§ Task material:
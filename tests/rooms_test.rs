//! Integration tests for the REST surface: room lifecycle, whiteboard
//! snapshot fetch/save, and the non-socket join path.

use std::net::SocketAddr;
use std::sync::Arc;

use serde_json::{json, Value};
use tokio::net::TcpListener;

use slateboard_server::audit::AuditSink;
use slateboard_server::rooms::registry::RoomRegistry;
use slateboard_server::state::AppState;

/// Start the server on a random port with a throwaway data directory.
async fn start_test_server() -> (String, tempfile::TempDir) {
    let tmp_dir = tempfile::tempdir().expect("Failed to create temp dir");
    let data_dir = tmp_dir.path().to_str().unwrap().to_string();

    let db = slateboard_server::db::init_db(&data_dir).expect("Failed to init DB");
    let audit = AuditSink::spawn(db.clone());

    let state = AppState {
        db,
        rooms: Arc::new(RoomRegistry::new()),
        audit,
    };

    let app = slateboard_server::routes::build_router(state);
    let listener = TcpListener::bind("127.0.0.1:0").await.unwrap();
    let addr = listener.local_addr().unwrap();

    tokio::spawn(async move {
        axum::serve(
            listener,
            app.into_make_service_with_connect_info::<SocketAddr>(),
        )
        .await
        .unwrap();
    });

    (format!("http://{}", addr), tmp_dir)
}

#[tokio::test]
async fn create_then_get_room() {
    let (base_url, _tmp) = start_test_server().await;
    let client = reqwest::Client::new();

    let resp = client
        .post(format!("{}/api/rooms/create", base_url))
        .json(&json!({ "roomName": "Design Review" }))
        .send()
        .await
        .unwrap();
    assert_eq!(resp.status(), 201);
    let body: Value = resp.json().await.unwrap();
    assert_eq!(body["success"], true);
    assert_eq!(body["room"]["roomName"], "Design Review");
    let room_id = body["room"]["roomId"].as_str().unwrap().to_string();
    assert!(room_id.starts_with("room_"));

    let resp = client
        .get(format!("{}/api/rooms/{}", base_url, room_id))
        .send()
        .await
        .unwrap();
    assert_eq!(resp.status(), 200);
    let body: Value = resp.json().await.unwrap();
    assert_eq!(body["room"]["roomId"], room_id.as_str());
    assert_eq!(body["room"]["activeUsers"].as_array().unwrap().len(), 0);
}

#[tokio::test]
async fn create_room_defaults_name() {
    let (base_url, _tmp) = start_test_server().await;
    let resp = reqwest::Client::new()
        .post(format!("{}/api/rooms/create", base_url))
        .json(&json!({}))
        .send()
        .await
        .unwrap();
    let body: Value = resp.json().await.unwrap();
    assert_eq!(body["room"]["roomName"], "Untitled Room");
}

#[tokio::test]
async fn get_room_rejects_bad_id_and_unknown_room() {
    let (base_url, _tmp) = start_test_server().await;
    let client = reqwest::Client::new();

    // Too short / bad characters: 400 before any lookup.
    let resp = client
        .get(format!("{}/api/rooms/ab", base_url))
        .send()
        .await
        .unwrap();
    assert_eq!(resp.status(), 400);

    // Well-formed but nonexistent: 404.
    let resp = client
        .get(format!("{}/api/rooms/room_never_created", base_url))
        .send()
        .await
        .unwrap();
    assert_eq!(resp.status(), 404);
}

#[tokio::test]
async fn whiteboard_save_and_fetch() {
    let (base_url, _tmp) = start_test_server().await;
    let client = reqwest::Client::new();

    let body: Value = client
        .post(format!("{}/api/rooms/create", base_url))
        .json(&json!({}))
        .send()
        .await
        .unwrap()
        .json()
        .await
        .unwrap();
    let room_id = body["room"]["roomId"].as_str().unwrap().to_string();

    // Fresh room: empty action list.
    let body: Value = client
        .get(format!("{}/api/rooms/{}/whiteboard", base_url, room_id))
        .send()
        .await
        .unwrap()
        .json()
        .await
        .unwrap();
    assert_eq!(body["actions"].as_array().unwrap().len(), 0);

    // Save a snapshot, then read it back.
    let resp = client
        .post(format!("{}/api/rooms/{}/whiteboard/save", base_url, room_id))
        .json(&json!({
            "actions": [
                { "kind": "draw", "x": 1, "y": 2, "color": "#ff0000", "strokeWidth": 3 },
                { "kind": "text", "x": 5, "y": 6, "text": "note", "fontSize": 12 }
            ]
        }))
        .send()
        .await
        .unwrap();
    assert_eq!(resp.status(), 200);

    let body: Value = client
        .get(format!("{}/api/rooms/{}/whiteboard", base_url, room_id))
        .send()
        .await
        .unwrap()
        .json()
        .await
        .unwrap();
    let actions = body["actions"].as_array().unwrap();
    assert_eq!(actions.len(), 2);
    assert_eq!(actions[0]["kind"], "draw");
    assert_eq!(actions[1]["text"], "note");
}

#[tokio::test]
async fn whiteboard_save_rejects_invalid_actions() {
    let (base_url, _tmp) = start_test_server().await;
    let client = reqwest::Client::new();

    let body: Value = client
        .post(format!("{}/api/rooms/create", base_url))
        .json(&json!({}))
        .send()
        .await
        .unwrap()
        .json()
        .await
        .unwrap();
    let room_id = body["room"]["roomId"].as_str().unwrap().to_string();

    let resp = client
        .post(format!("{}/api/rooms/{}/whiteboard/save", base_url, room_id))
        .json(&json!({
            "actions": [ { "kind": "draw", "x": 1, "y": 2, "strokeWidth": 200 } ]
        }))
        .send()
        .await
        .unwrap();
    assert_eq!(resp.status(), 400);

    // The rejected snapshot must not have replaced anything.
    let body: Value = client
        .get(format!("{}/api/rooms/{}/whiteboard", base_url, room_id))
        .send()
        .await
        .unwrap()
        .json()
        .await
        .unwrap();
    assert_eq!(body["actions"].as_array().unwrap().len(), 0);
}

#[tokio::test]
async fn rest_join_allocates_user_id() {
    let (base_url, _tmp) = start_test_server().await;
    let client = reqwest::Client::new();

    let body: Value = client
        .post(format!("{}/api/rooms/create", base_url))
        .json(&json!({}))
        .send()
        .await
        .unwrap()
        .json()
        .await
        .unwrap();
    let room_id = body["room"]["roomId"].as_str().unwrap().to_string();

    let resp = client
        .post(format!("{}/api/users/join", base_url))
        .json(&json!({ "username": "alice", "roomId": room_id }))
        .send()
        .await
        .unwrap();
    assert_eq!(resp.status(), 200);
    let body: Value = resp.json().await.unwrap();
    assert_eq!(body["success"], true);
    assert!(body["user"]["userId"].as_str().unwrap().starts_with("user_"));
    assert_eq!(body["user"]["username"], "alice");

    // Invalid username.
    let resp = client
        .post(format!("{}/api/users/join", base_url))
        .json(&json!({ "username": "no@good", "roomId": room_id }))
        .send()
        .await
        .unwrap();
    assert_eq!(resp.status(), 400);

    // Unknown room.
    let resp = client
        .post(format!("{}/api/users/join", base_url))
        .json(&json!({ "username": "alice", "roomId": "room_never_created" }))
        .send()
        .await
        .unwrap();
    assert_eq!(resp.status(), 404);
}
* * *
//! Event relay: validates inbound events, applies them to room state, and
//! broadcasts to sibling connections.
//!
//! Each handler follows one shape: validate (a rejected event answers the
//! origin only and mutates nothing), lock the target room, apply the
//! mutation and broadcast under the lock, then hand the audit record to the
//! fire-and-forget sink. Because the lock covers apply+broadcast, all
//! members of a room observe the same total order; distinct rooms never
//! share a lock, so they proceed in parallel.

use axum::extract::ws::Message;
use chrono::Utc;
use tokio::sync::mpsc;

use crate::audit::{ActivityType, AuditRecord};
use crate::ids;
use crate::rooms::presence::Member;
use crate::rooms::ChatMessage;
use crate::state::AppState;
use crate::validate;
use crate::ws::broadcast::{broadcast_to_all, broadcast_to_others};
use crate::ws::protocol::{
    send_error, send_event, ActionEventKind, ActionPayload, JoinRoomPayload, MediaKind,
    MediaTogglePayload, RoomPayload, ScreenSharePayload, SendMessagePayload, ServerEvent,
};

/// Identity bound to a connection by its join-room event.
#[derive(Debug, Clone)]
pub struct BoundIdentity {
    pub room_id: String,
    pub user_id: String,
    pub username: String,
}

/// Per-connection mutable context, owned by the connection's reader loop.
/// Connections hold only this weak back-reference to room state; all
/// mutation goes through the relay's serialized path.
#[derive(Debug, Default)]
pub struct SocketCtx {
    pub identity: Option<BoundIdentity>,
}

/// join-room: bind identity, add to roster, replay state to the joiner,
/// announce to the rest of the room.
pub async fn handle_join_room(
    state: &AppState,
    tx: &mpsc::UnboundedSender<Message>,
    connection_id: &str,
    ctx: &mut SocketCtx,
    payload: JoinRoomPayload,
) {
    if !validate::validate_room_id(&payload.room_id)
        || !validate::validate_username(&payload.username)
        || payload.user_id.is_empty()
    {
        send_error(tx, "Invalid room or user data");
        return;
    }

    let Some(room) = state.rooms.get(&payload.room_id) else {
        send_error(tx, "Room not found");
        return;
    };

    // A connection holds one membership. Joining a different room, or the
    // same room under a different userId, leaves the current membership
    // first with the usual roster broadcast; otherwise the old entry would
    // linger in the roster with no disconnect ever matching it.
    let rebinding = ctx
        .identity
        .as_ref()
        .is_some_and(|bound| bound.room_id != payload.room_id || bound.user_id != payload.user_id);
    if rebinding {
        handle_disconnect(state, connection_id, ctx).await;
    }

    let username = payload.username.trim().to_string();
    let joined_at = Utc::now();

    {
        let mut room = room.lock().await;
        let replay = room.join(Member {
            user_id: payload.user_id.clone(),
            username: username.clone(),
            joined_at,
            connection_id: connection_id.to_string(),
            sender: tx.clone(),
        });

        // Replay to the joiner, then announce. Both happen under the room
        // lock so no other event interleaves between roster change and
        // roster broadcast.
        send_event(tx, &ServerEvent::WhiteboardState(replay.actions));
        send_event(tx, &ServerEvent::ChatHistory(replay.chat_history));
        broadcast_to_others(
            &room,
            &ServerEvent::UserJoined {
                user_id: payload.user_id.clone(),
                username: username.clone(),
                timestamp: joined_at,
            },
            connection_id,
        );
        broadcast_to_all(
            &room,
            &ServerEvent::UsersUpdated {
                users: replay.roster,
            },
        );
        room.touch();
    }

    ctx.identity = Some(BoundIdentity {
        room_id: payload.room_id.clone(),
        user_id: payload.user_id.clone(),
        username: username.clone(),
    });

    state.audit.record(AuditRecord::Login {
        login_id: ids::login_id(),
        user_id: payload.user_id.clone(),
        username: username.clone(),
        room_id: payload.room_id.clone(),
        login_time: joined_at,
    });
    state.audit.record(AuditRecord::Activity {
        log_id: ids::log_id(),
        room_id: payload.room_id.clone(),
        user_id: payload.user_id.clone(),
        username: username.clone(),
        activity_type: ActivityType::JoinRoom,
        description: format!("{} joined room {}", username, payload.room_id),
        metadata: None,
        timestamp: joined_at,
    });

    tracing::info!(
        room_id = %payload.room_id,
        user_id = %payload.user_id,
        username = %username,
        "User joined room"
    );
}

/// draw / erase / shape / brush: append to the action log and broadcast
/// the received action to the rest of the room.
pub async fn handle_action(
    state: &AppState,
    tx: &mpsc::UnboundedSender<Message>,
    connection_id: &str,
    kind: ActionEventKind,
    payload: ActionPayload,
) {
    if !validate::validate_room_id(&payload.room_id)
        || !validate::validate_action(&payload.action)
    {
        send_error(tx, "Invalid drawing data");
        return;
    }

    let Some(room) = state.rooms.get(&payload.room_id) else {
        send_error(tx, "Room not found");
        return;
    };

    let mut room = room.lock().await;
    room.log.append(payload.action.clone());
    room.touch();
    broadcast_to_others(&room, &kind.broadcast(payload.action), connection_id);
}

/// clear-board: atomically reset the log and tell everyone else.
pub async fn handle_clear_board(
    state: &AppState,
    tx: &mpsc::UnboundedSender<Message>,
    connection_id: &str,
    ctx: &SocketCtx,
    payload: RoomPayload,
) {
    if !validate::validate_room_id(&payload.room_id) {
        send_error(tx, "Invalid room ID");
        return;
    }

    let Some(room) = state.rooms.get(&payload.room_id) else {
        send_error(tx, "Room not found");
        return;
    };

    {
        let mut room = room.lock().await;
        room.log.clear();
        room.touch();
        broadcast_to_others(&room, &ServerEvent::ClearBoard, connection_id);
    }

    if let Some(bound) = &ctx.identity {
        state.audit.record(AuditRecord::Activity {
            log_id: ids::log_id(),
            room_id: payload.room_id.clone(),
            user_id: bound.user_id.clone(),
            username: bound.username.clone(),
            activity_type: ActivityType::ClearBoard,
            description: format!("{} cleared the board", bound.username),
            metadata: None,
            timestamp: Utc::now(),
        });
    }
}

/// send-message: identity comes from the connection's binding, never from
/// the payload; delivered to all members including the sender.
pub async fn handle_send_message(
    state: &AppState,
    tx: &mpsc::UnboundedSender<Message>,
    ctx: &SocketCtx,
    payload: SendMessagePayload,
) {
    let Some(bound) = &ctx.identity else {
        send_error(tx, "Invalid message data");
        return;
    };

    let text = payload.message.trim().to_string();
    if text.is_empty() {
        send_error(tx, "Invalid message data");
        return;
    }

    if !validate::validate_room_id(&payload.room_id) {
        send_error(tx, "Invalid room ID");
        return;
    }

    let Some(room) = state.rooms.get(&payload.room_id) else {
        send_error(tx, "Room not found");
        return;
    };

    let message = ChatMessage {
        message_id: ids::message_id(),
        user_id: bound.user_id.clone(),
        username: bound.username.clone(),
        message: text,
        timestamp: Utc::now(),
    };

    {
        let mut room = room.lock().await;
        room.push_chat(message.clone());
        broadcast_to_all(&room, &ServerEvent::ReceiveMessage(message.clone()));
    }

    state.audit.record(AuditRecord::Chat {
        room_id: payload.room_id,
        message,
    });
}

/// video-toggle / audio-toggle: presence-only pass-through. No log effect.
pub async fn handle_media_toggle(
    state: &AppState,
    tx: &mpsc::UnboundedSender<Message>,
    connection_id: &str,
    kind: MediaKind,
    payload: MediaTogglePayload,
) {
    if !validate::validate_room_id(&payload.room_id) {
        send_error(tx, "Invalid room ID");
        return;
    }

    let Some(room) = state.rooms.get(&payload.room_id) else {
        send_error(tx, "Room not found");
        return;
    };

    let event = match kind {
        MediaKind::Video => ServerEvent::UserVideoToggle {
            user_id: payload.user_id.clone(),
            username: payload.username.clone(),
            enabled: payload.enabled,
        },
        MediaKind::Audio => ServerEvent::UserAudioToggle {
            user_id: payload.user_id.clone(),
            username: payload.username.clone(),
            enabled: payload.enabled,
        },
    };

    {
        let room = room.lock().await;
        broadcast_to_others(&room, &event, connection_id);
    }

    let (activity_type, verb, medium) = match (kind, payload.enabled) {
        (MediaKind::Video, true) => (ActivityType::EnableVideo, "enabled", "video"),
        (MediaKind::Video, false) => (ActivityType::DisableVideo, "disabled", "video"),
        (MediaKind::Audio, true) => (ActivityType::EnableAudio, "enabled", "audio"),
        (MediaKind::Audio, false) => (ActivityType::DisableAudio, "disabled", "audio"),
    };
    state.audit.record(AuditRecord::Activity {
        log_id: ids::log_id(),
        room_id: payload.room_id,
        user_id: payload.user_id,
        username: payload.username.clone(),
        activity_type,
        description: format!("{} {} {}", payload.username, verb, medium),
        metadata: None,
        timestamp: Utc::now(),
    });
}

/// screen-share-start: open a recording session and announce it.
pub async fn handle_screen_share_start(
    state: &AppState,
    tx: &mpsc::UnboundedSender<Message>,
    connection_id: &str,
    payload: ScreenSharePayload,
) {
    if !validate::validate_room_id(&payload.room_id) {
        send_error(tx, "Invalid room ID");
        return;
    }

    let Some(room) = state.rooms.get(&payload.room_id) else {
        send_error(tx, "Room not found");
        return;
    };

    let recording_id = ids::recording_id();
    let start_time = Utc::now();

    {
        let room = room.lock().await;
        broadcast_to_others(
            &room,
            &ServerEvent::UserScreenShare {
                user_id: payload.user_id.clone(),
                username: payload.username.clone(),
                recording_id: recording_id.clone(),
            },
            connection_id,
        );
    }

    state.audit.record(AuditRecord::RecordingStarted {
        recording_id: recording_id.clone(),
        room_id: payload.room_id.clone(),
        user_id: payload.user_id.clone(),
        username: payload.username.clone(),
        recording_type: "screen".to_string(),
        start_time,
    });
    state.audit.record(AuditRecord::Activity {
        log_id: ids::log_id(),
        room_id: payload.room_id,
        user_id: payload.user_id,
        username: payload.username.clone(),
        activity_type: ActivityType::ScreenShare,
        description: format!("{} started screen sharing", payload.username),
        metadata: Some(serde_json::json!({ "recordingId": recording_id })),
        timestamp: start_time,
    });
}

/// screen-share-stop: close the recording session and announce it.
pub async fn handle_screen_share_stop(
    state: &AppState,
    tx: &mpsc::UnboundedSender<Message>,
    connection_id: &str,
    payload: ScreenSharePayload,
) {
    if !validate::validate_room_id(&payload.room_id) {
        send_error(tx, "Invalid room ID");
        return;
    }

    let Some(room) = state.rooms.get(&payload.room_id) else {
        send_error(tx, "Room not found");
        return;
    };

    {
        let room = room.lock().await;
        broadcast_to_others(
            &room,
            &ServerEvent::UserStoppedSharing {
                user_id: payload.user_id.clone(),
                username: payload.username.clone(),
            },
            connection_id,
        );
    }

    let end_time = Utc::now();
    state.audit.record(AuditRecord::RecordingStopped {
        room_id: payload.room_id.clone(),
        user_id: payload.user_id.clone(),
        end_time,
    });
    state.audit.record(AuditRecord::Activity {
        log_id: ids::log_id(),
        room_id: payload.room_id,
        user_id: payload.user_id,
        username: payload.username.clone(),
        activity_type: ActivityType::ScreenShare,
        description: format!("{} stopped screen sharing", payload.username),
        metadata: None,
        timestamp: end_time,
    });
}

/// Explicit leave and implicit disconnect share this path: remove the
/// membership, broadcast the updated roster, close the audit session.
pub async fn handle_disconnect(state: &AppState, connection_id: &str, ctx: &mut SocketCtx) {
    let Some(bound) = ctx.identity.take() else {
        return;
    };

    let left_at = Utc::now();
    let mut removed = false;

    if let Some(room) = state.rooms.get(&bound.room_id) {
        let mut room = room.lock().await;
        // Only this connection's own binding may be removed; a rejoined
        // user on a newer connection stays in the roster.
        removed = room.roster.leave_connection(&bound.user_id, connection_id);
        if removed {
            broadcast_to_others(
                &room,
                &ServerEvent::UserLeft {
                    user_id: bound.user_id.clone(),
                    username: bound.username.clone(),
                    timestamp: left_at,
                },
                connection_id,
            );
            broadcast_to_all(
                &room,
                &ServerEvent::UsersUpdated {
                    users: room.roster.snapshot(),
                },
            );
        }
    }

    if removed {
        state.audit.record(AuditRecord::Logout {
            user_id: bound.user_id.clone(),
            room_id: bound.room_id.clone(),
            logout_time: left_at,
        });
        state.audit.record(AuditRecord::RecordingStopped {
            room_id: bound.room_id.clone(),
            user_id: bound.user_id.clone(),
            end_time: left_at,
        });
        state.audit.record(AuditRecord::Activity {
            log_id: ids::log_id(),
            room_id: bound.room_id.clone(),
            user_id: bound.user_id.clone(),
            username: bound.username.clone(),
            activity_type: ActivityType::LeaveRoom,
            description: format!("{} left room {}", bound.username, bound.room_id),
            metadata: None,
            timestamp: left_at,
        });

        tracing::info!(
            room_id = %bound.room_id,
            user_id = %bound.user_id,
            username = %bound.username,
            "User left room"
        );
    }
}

§ What you will do: Filter the entries above down to the lines containing the word "session".

§ Solution to the exercise:
/// screen-share-start: open a recording session and announce it.
/// screen-share-stop: close the recording session and announce it.
/// membership, broadcast the updated roster, close the audit session.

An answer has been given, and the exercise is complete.